[Collected data]
#[cfg(test)]
mod tests {
    use super::*;
    use rstest::rstest;
    use std::io::Write;
    use tempfile::NamedTempFile;

    const CHROME_EXPORT: &str = r#"<!DOCTYPE NETSCAPE-Bookmark-file-1>
<!-- This is an automatically generated file.
     It will be read and overwritten.
     DO NOT EDIT! -->
<META HTTP-EQUIV="Content-Type" CONTENT="text/html; charset=UTF-8">
<TITLE>Bookmarks</TITLE>
<H1>Bookmarks</H1>
<DL><p>
    <DT><H3 ADD_DATE="1234567890" LAST_MODIFIED="1234567891" PERSONAL_TOOLBAR_FOLDER="true">Bookmarks bar</H3>
    <DL><p>
        <DT><A HREF="https://github.com" ADD_DATE="1234567890" ICON="data:image/png;base64,iVBOR">GitHub</A>
        <DT><H3 ADD_DATE="1000000000" LAST_MODIFIED="0">Cat&amp;Dog</H3>
        <DL><p>
            <DT><A HREF="https://example.com/?a=1&amp;b=2" ADD_DATE="1300000000">Tom &amp; Jerry</A>
        </DL><p>
    </DL><p>
    <DT><A HREF="https://rust-lang.org" ADD_DATE="1500000000">Rust</A>
</DL><p>
"#;

    fn create_temp_html(content: &str) -> NamedTempFile {
        let mut file = NamedTempFile::with_suffix(".html").unwrap();
        file.write_all(content.as_bytes()).unwrap();
        file.flush().unwrap();
        file
    }

    fn parse(html: &str) -> Result<BookmarkNode> {
        parse_document(&repair_markup(html), "bookmarks")
    }

    #[rstest]
    #[case("<DL><p>", "<DL>")]
    #[case("</DL><p>", "</DL>")]
    #[case("<DT><A HREF=\"x\">X</A>", "<DT><A HREF=\"x\">X</A></DT>")]
    #[case("<dt><a href=\"x\">x</a>", "<dt><a href=\"x\">x</a></dt>")]
    #[case("<DT><A HREF=\"x\">X</A></DT>", "<DT><A HREF=\"x\">X</A></DT>")]
    #[case("<DD>Description", "<DD>Description</DD>")]
    #[case("<P>text</P>", "text")]
    #[case("    <HR>    <DT><H3 ADD_DATE=\"1\">X</H3>", "        <DT><H3 ADD_DATE=\"1\">X</H3></DT>")]
    #[case("plain text", "plain text")]
    fn test_repair_markup(#[case] input: &str, #[case] expected: &str) {
        assert_eq!(repair_markup(input), format!("{}\n", expected));
    }

    #[test]
    fn test_parse_chrome_export() {
        let root = parse(CHROME_EXPORT).unwrap();

        let BookmarkNode::Folder { name, children, .. } = &root else {
            panic!("root must be a folder");
        };
        assert_eq!(name, "bookmarks");
        assert_eq!(children.len(), 2);
        assert_eq!(root.folder_count(), 2);
        assert_eq!(root.link_count(), 3);

        let BookmarkNode::Folder {
            name,
            created_at,
            modified_at,
            children: bar,
        } = &children[0]
        else {
            panic!("first entry must be a folder");
        };
        assert_eq!(name, "Bookmarks bar");
        assert_eq!(created_at.timestamp(), 1234567890);
        assert_eq!(modified_at.timestamp(), 1234567891);
        assert_eq!(bar.len(), 2);

        match &children[1] {
            BookmarkNode::Link { label, url, added_at } => {
                assert_eq!(label, "Rust");
                assert_eq!(url, "https://rust-lang.org");
                assert_eq!(added_at.timestamp(), 1500000000);
            }
            other => panic!("expected link, got {:?}", other),
        }
    }

    #[test]
    fn test_decodes_names_and_labels_but_not_urls() {
        let root = parse(CHROME_EXPORT).unwrap();
        let bar = &root.children()[0];
        let pets = &bar.children()[1];

        let BookmarkNode::Folder {
            name, modified_at, created_at, ..
        } = pets
        else {
            panic!("expected folder");
        };
        assert_eq!(name, "Cat&Dog");
        assert_eq!(created_at.timestamp(), 1_000_000_000);
        assert_eq!(modified_at, created_at, "LAST_MODIFIED=0 falls back to ADD_DATE");

        match &pets.children()[0] {
            BookmarkNode::Link { label, url, .. } => {
                assert_eq!(label, "Tom & Jerry");
                assert_eq!(url, "https://example.com/?a=1&amp;b=2");
            }
            other => panic!("expected link, got {:?}", other),
        }
    }

    #[test]
    fn test_preserves_document_order() {
        let html = r#"<DL><p>
    <DT><A HREF="https://c.example" ADD_DATE="3">C</A>
    <DT><H3 ADD_DATE="1">Middle</H3>
    <DL><p>
    </DL><p>
    <DT><A HREF="https://a.example" ADD_DATE="1">A</A>
</DL><p>"#;
        let root = parse(html).unwrap();
        let kinds: Vec<String> = root
            .children()
            .iter()
            .map(|c| match c {
                BookmarkNode::Folder { name, .. } => format!("folder:{}", name),
                BookmarkNode::Link { label, .. } => format!("link:{}", label),
            })
            .collect();
        assert_eq!(kinds, vec!["link:C", "folder:Middle", "link:A"]);
    }

    #[test]
    fn test_folder_with_description_and_lowercase_markup() {
        let html = r#"<dl><p>
    <dt><h3 add_date="100">Notes</h3>
    <dd>Things I keep
    <dl><p>
        <dt><a href="https://notes.example" add_date="200">Notes app</a>
        <dd>Synced across devices
    </dl><p>
</dl><p>"#;
        let root = parse(html).unwrap();
        assert_eq!(root.folder_count(), 1);
        let notes = &root.children()[0];
        assert_eq!(notes.children().len(), 1);
        assert_eq!(root.link_count(), 1);
    }

    #[test]
    fn test_folder_without_list_is_empty() {
        let html = r#"<DL><p>
    <DT><H3 ADD_DATE="100">Lonely</H3>
    <DT><A HREF="https://x.example" ADD_DATE="100">X</A>
</DL><p>"#;
        let root = parse(html).unwrap();
        assert_eq!(root.children().len(), 2);
        assert!(root.children()[0].children().is_empty());
    }

    #[test]
    fn test_header_dates_used_for_root() {
        let html = r#"<H1 ADD_DATE="1600000000" LAST_MODIFIED="1600000100">Bookmarks Menu</H1>
<DL><p>
</DL><p>"#;
        match parse(html).unwrap() {
            BookmarkNode::Folder {
                created_at,
                modified_at,
                children,
                ..
            } => {
                assert_eq!(created_at.timestamp(), 1600000000);
                assert_eq!(modified_at.timestamp(), 1600000100);
                assert!(children.is_empty());
            }
            other => panic!("expected folder, got {:?}", other),
        }
    }

    #[test]
    fn test_missing_root_list() {
        let result = parse("<TITLE>Bookmarks</TITLE>\n<H1>Bookmarks</H1>\n");
        assert!(matches!(result, Err(MarktreeError::Parse(_))));
    }

    #[rstest]
    #[case(r#"<DT><H3>No date</H3>"#, "ADD_DATE")]
    #[case(r#"<DT><H3 ADD_DATE="soon">Bad date</H3>"#, "ADD_DATE")]
    #[case(r#"<DT><H3 ADD_DATE="1" LAST_MODIFIED="later">Bad modified</H3>"#, "LAST_MODIFIED")]
    #[case(r#"<DT><A ADD_DATE="1">No href</A>"#, "HREF")]
    #[case(r#"<DT><A HREF="https://x.example">No date</A>"#, "ADD_DATE")]
    fn test_malformed_attributes(#[case] fragment: &str, #[case] expected: &str) {
        let html = format!("<DL><p>\n    {}\n</DL><p>", fragment);
        match parse(&html) {
            Err(MarktreeError::MalformedAttribute { attribute, .. }) => {
                assert_eq!(attribute, expected)
            }
            other => panic!("expected malformed attribute, got {:?}", other),
        }
    }

    #[test]
    fn test_load_document_names_root_after_file() {
        let file = create_temp_html(CHROME_EXPORT);
        let root = load_document(file.path()).unwrap();
        let expected = file.path().file_stem().unwrap().to_string_lossy().to_string();
        match root {
            BookmarkNode::Folder { name, .. } => assert_eq!(name, expected),
            other => panic!("expected folder, got {:?}", other),
        }
    }

    #[test]
    fn test_load_document_missing_file() {
        let dir = tempfile::tempdir().unwrap();
        let result = load_document(&dir.path().join("missing.html"));
        assert!(matches!(result, Err(MarktreeError::SourceRead { .. })));
    }
}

[Exercise prompt]
Check every line of the data, and copy the ones that contain "format".

[Reply]
        assert_eq!(repair_markup(input), format!("{}\n", expected));
                BookmarkNode::Folder { name, .. } => format!("folder:{}", name),
                BookmarkNode::Link { label, .. } => format!("link:{}", label),
        let html = format!("<DL><p>\n    {}\n</DL><p>", fragment);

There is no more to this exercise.